TASK PROMPT> The lines below are to be quoted exactly, from the first through the one that contains "let inner = trimmed".

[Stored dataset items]
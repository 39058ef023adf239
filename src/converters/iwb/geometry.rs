//! Resolves UBZ `transform="matrix(..)"` values into the canonical IWB
//! placement: position, scaled size, and a `rotate(..) translate(..)`
//! transform.

use log::warn;

use super::utils::format_number;
use crate::models::geometry::{GeometryResult, TransformMatrix};

/// Parses a `matrix(a,b,c,d,e,f)` string.
///
/// Malformed input (missing wrapper terms, fewer than six numbers, a token
/// that is not a number) yields the identity matrix instead of an error.
pub fn resolve_transform(raw: &str) -> TransformMatrix {
    let trimmed = raw.trim();
    let inner = trimmed
        .strip_prefix("matrix")
        .map(str::trim_start)
        .and_then(|rest| rest.strip_prefix('('))
        .and_then(|rest| rest.trim_end().strip_suffix(')'))
        .unwrap_or(trimmed);

    let tokens: Vec<&str> = inner
        .split(|c: char| c == ',' || c.is_whitespace())
        .filter(|token| !token.is_empty())
        .collect();

    let values: Option<Vec<f64>> = tokens
        .iter()
        .map(|token| token.parse::<f64>().ok().filter(|v| v.is_finite()))
        .collect();

    match values {
        Some(v) if v.len() >= 6 => TransformMatrix {
            a: v[0],
            b: v[1],
            c: v[2],
            d: v[3],
            e: v[4],
            f: v[5],
        },
        _ => {
            warn!(
                "Ignoring malformed transform '{}', using the identity matrix.",
                raw
            );
            TransformMatrix::IDENTITY
        }
    }
}

/// Rotation angle (degrees) carried by the matrix, in the IWB convention.
///
/// The 180° correction is applied whenever `a < 0`, whatever the sign of
/// `b`. Downstream consumers rely on this convention.
pub fn rotation_angle(matrix: &TransformMatrix) -> f64 {
    let mut angle = -matrix.b.atan2(matrix.a).to_degrees();
    if matrix.a < 0.0 {
        angle += 180.0;
    }
    if angle == 0.0 {
        0.0
    } else {
        angle
    }
}

/// Decomposes the placement of a `width × height` box at `(x, y)` under
/// `matrix`.
///
/// The box is rotated by the extracted angle around its centre before the
/// matrix is applied; the resulting scene matrix yields the horizontal and
/// vertical scale (its `a` and `d` terms) and the residual offset of the
/// box's origin.
pub fn resolve_geometry(
    x: f64,
    y: f64,
    width: f64,
    height: f64,
    matrix: &TransformMatrix,
) -> GeometryResult {
    let rotation = rotation_angle(matrix);
    let center_x = x + width / 2.0;
    let center_y = y + height / 2.0;

    let around_center = TransformMatrix::translation(center_x, center_y)
        .then_apply_to(&TransformMatrix::rotation(rotation))
        .then_apply_to(&TransformMatrix::translation(-center_x, -center_y));
    let scene = matrix.then_apply_to(&around_center);

    let (origin_x, origin_y) = scene.map_point(x, y);

    GeometryResult {
        x,
        y,
        width: width * scene.a,
        height: height * scene.d,
        rotation,
        translate_x: origin_x - x,
        translate_y: origin_y - y,
    }
}

/// The IWB transform attribute for a resolved geometry.
pub fn format_transform(geometry: &GeometryResult) -> String {
    format!(
        "rotate({}) translate({},{})",
        format_number(geometry.rotation),
        format_number(geometry.translate_x),
        format_number(geometry.translate_y)
    )
}

/// Applies `matrix` to an SVG point list (`x,y x,y ...`).
///
/// Returns `None` when the list cannot be parsed as coordinate pairs.
pub fn transform_points(points: &str, matrix: &TransformMatrix) -> Option<String> {
    let numbers: Option<Vec<f64>> = points
        .split(|c: char| c == ',' || c.is_whitespace())
        .filter(|token| !token.is_empty())
        .map(|token| token.parse::<f64>().ok())
        .collect();
    let numbers = numbers?;
    if numbers.is_empty() || numbers.len() % 2 != 0 {
        return None;
    }

    let mapped: Vec<String> = numbers
        .chunks(2)
        .map(|pair| {
            let (x, y) = matrix.map_point(pair[0], pair[1]);
            format!("{},{}", format_number(x), format_number(y))
        })
        .collect();
    Some(mapped.join(" "))
}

OUTPUT OF THE EXERCISE>
repository 39058ef023adf239
filename src/converters/iwb/geometry.rs
//! Resolves UBZ `transform="matrix(..)"` values into the canonical IWB
//! placement: position, scaled size, and a `rotate(..) translate(..)`
//! transform.

use log::warn;

use super::utils::format_number;
use crate::models::geometry::{GeometryResult, TransformMatrix};

/// Parses a `matrix(a,b,c,d,e,f)` string.
///
/// Malformed input (missing wrapper terms, fewer than six numbers, a token
/// that is not a number) yields the identity matrix instead of an error.
pub fn resolve_transform(raw: &str) -> TransformMatrix {
    let trimmed = raw.trim();
    let inner = trimmed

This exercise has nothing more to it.